La requête a été communiquée à la préfète de la Loire, qui a produit des pièces, enregistrées le 17 février 2026.
Vu les autres pièces du dossier.
Vu :
- la convention européenne de sauvegarde des droits de l’homme et des libertés fondamentales ;
- le code de l’entrée et du séjour des étrangers et du droit d’asile ;
- le code des relations entre le public et l’administration ;
- le code de justice administrative.
La présidente du tribunal a désigné Mme C… pour exercer les pouvoirs qui lui sont conférés par les articles L. 921-1 à L. 922-3 et R. 921-1 à R. 922-28 du code de l’entrée et du séjour des étrangers et du droit d’asile.
Les parties ont été régulièrement averties du jour de l’audience.
Au cours de l’audience publique du 19 février 2026, Mme C… a présenté son rapport et entendu :
- les observations de Me Pimmel, substituant Me Vernet, représentant M. A…, qui conclut aux mêmes fins, par les mêmes moyens que la requête initiale, rappelle la situation de l’intéressé et souligne que sa situation personnelle comme professionnelle ont évolué, dès lors qu’il vit en concubinage avec une compatriote en situation régulière, que sa mère et ses sœurs sont présentes en France, en situation régulière, qu’il travaille dans le secteur du BTP, que les obligations de pointage sont disproportionnées, dès lors que son travail nécessite qu’il se déplace sur des chantiers sur l’ensemble du territoire ;
- M. A… n’était pas présent ;
- la préfète de la Loire n’était ni présente, ni représentée.

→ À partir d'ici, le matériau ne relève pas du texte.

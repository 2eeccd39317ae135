//! 后台服务：事件钩子与数据巡检

pub mod diagnostics;
pub mod hooks;

pub use diagnostics::DiagnosticsReport;
pub use hooks::{CatalogEvent, CatalogEventKind, HookService};
//! Category API 模块
//!
//! 分类与产品同构：集合路由嵌套在 `/api/catalogs/{id}/categories`，
//! 单个分类走 `/api/categories/{id}`。

pub(crate) mod handler;

use axum::{Router, routing::get};

use crate::core::ServerState;

pub fn router() -> Router<ServerState> {
    Router::new().nest("/api/categories", routes())
}

fn routes() -> Router<ServerState> {
    Router::new().route(
        "/{id}",
        get(handler::get_by_id)
            .put(handler::update)
            .delete(handler::delete),
    )
}
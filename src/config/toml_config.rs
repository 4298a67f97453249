use crate::adapters::ors::DEFAULT_ORS_ENDPOINT;
use crate::core::ConfigProvider;
use crate::utils::error::{RelayError, Result};
use crate::utils::validation::Validate;
use regex::Regex;
use serde::{Deserialize, Serialize};
use std::path::Path;

use super::{default_api_key, validate_provider, DEFAULT_LISTEN_ADDR};

#[derive(Debug, Clone, Serialize, Deserialize)]
pub struct TomlConfig {
    #[serde(default)]
    pub server: ServerConfig,
    #[serde(default)]
    pub upstream: UpstreamConfig,
}

#[derive(Debug, Clone, Serialize, Deserialize)]
pub struct ServerConfig {
    #[serde(default = "default_listen_addr")]
    pub listen_addr: String,
}

#[derive(Debug, Clone, Serialize, Deserialize)]
pub struct UpstreamConfig {
    #[serde(default = "default_endpoint")]
    pub endpoint: String,
    #[serde(default = "default_api_key")]
    pub api_key: String,
    pub timeout_seconds: Option<u64>,
}

impl Default for ServerConfig {
    fn default() -> Self {
        Self {
            listen_addr: default_listen_addr(),
        }
    }
}

impl Default for UpstreamConfig {
    fn default() -> Self {
        Self {
            endpoint: default_endpoint(),
            api_key: default_api_key(),
            timeout_seconds: None,
        }
    }
}

fn default_listen_addr() -> String {
    DEFAULT_LISTEN_ADDR.to_string()
}

fn default_endpoint() -> String {
    DEFAULT_ORS_ENDPOINT.to_string()
}

impl TomlConfig {
    /// Loads and parses a TOML config file.
    pub fn from_file<P: AsRef<Path>>(path: P) -> Result<Self> {
        let content = std::fs::read_to_string(&path).map_err(RelayError::IoError)?;
        Self::from_toml_str(&content)
    }

    pub fn from_toml_str(content: &str) -> Result<Self> {
        let processed_content = Self::substitute_env_vars(content)?;

        toml::from_str(&processed_content).map_err(|e| RelayError::ConfigValidationError {
            field: "toml_parsing".to_string(),
            message: format!("TOML parsing error: {}", e),
        })
    }

    /// Replaces `${VAR}` with the variable's value; unset variables are left as written.
    fn substitute_env_vars(content: &str) -> Result<String> {
        let re = Regex::new(r"\$\{([^}]+)\}").map_err(|e| RelayError::ConfigError {
            message: format!("invalid substitution pattern: {}", e),
        })?;

        let result = re.replace_all(content, |caps: &regex::Captures| {
            let var_name = &caps[1];
            std::env::var(var_name).unwrap_or_else(|_| format!("${{{}}}", var_name))
        });

        Ok(result.to_string())
    }
}

impl ConfigProvider for TomlConfig {
    fn listen_addr(&self) -> &str {
        &self.server.listen_addr
    }

    fn ors_endpoint(&self) -> &str {
        &self.upstream.endpoint
    }

    fn api_key(&self) -> &str {
        &self.upstream.api_key
    }

    fn timeout_seconds(&self) -> Option<u64> {
        self.upstream.timeout_seconds
    }
}

impl Validate for TomlConfig {
    fn validate(&self) -> Result<()> {
        if self.upstream.api_key.contains("${") {
            return Err(RelayError::ConfigValidationError {
                field: "upstream.api_key".to_string(),
                message: "contains an unresolved ${...} reference".to_string(),
            });
        }

        validate_provider(self)
    }
}
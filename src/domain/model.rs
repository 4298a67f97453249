use serde::{Deserialize, Serialize};

/// Number of waypoints a route request must carry: driver, four students, school.
pub const REQUIRED_POINTS: usize = 6;

/// Placeholder returned instead of a stop order; the relay never reorders waypoints.
pub const OPTIMIZED_ORDER_PLACEHOLDER: &str =
    "ترتیب بهینه با این API مشخص نشد. نیاز به پیاده‌سازی الگوریتم TSP در بک‌اند است.";

/// A `[longitude, latitude]` pair, serialized as a two element array.
#[derive(Debug, Clone, Copy, PartialEq, Serialize, Deserialize)]
#[serde(from = "[f64; 2]", into = "[f64; 2]")]
pub struct Coordinate {
    pub lng: f64,
    pub lat: f64,
}

impl Coordinate {
    pub fn new(lng: f64, lat: f64) -> Self {
        Self { lng, lat }
    }
}

impl From<[f64; 2]> for Coordinate {
    fn from([lng, lat]: [f64; 2]) -> Self {
        Self { lng, lat }
    }
}

impl From<Coordinate> for [f64; 2] {
    fn from(c: Coordinate) -> Self {
        [c.lng, c.lat]
    }
}

#[derive(Debug, Clone, Serialize, Deserialize)]
pub struct RouteRequest {
    #[serde(default)]
    pub points: Option<Vec<Coordinate>>,
}

#[derive(Debug, Clone, Serialize, Deserialize)]
pub struct RouteResponse {
    pub status: String,
    pub route: serde_json::Value,
    pub summary: SummaryText,
}

#[derive(Debug, Clone, PartialEq, Serialize, Deserialize)]
pub struct SummaryText {
    pub duration_text: String,
    pub distance_text: String,
    pub optimized_order: String,
}

#[derive(Debug, Clone, Serialize, Deserialize)]
pub struct ErrorResponse {
    pub status: String,
    pub message: String,
}

impl ErrorResponse {
    pub fn new(message: impl Into<String>) -> Self {
        Self {
            status: "Error".to_string(),
            message: message.into(),
        }
    }
}

/// Body sent to the directions service.
#[derive(Debug, Clone, Serialize, Deserialize)]
pub struct DirectionsRequest {
    pub coordinates: Vec<Coordinate>,
}

#[derive(Debug, Clone, Serialize, Deserialize)]
pub struct DirectionsResponse {
    #[serde(default)]
    pub routes: Vec<DirectionsRoute>,
}

#[derive(Debug, Clone, Serialize, Deserialize)]
pub struct DirectionsRoute {
    pub geometry: serde_json::Value,
    pub summary: RouteSummary,
}

/// Totals reported by the directions service, in seconds and metres.
#[derive(Debug, Clone, Copy, PartialEq, Serialize, Deserialize)]
pub struct RouteSummary {
    pub duration: f64,
    pub distance: f64,
}
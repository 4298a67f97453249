use axum::body::Body;
use axum::http::{header, Request, StatusCode};
use axum::Router;
use httpmock::prelude::*;
use school_route_relay::api::router::router;
use school_route_relay::domain::model::OPTIMIZED_ORDER_PLACEHOLDER;
use school_route_relay::{OrsClient, RouteRelay};
use serde_json::{json, Value};
use tower::ServiceExt;

const API_KEY: &str = "test-ors-key";

fn six_points() -> Value {
    json!([
        [51.3890, 35.6892],
        [51.4012, 35.7001],
        [51.4120, 35.7105],
        [51.4231, 35.7150],
        [51.4305, 35.7222],
        [51.4410, 35.7310]
    ])
}

fn relay_router(endpoint: String) -> Router {
    let client = OrsClient::new(endpoint, API_KEY, None).unwrap();
    router(RouteRelay::new(client))
}

async fn post_json(app: Router, body: String) -> (StatusCode, Value) {
    let request = Request::builder()
        .method("POST")
        .uri("/optimize-route")
        .header(header::CONTENT_TYPE, "application/json")
        .body(Body::from(body))
        .unwrap();

    let response = app.oneshot(request).await.unwrap();
    let status = response.status();
    let bytes = axum::body::to_bytes(response.into_body(), usize::MAX)
        .await
        .unwrap();
    let value = serde_json::from_slice(&bytes).unwrap();
    (status, value)
}

#[tokio::test]
async fn test_six_points_are_relayed_in_order() {
    let server = MockServer::start();
    let upstream = server.mock(|when, then| {
        when.method(POST)
            .path("/v2/directions/driving-car/optimized")
            .header("authorization", API_KEY)
            .json_body(json!({ "coordinates": six_points() }));
        then.status(200)
            .header("Content-Type", "application/json")
            .json_body(json!({
                "routes": [{
                    "geometry": "kxmxEcxb|HuAcBo@aA",
                    "summary": {"duration": 1834.7, "distance": 14567.8}
                }]
            }));
    });

    let app = relay_router(server.url("/v2/directions/driving-car/optimized"));
    let (status, body) = post_json(app, json!({ "points": six_points() }).to_string()).await;

    upstream.assert();
    assert_eq!(status, StatusCode::OK);
    assert_eq!(body["status"], "OK");
    assert_eq!(body["route"], "kxmxEcxb|HuAcBo@aA");
    assert_eq!(body["summary"]["duration_text"], "31 دقیقه");
    assert_eq!(body["summary"]["distance_text"], "14.57 کیلومتر");
    assert_eq!(body["summary"]["optimized_order"], OPTIMIZED_ORDER_PLACEHOLDER);
}

#[tokio::test]
async fn test_wrong_point_count_is_rejected_before_upstream() {
    let server = MockServer::start();
    let upstream = server.mock(|when, then| {
        when.method(POST);
        then.status(200).json_body(json!({"routes": []}));
    });

    let five = json!({ "points": [[51.0, 35.0], [51.1, 35.1], [51.2, 35.2], [51.3, 35.3], [51.4, 35.4]] });
    let seven = json!({ "points": [[1.0, 1.0], [1.0, 1.0], [1.0, 1.0], [1.0, 1.0], [1.0, 1.0], [1.0, 1.0], [1.0, 1.0]] });

    for body in [five, seven, json!({ "points": [] }), json!({})] {
        let app = relay_router(server.url("/route"));
        let (status, response) = post_json(app, body.to_string()).await;

        assert_eq!(status, StatusCode::BAD_REQUEST);
        assert_eq!(response["status"], "Error");
        assert_eq!(response["message"], "باید دقیقا ۶ نقطه ارسال شود.");
    }

    assert_eq!(upstream.hits(), 0);
}

#[tokio::test]
async fn test_malformed_body_is_client_error() {
    let server = MockServer::start();
    let app = relay_router(server.url("/route"));
    let (status, response) = post_json(app, "not json".to_string()).await;
    assert_eq!(status, StatusCode::BAD_REQUEST);
    assert_eq!(response["status"], "Error");

    let app = relay_router(server.url("/route"));
    let bad_pairs = json!({ "points": [[1.0], [2.0], [3.0], [4.0], [5.0], [6.0]] });
    let (status, response) = post_json(app, bad_pairs.to_string()).await;
    assert_eq!(status, StatusCode::BAD_REQUEST);
    assert_eq!(response["status"], "Error");
}

#[tokio::test]
async fn test_upstream_http_error_is_server_error() {
    let server = MockServer::start();
    let upstream = server.mock(|when, then| {
        when.method(POST).path("/route");
        then.status(500).body("internal routing failure");
    });

    let app = relay_router(server.url("/route"));
    let (status, response) = post_json(app, json!({ "points": six_points() }).to_string()).await;

    upstream.assert();
    assert_eq!(status, StatusCode::INTERNAL_SERVER_ERROR);
    assert_eq!(response["status"], "Error");
    let message = response["message"].as_str().unwrap();
    assert!(message.starts_with("خطا در ارتباط با ORS: "));
    assert!(message.contains("500"));
}

#[tokio::test]
async fn test_unreachable_upstream_is_server_error() {
    // Bind then drop a listener so the port is known to refuse connections.
    let listener = std::net::TcpListener::bind("127.0.0.1:0").unwrap();
    let addr = listener.local_addr().unwrap();
    drop(listener);

    let app = relay_router(format!("http://{}/route", addr));
    let (status, response) = post_json(app, json!({ "points": six_points() }).to_string()).await;

    assert_eq!(status, StatusCode::INTERNAL_SERVER_ERROR);
    assert_eq!(response["status"], "Error");
    let message = response["message"].as_str().unwrap();
    assert!(message.starts_with("خطا در ارتباط با ORS: "));
    assert!(message.len() > "خطا در ارتباط با ORS: ".len());
}

#[tokio::test]
async fn test_upstream_without_routes_is_server_error() {
    let server = MockServer::start();
    server.mock(|when, then| {
        when.method(POST).path("/route");
        then.status(200).json_body(json!({"routes": []}));
    });

    let app = relay_router(server.url("/route"));
    let (status, response) = post_json(app, json!({ "points": six_points() }).to_string()).await;

    assert_eq!(status, StatusCode::INTERNAL_SERVER_ERROR);
    assert_eq!(response["status"], "Error");
}

#[tokio::test]
async fn test_health_does_not_touch_upstream() {
    let server = MockServer::start();
    let upstream = server.mock(|when, then| {
        when.method(GET);
        then.status(500);
    });

    let app = relay_router(server.url("/route"));
    let request = Request::builder()
        .method("GET")
        .uri("/health")
        .body(Body::empty())
        .unwrap();
    let response = app.oneshot(request).await.unwrap();

    assert_eq!(response.status(), StatusCode::OK);
    let bytes = axum::body::to_bytes(response.into_body(), usize::MAX)
        .await
        .unwrap();
    let body: Value = serde_json::from_slice(&bytes).unwrap();
    assert_eq!(body, json!({"status": "OK"}));
    assert_eq!(upstream.hits(), 0);
}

La clôture de l’instruction a été prononcée à l’issue de l’audience.
Considérant ce qui suit :
M. A…, ressortissant albanais né le 20 août 1992, entré en France régulièrement le 12 mai 2022, demande l’annulation de l’arrêté du 30 janvier 2026 par lequel la préfète de la Loire l’a assigné à résidence pour une durée de quarante-cinq jours dans le département de la Loire, lui a fait obligation de se présenter tous les lundis, mercredis et vendredis à 10 heures, y compris les jours fériés, au commissariat de police de Saint-Etienne (42), et lui a interdit de sortir du département de la Loire.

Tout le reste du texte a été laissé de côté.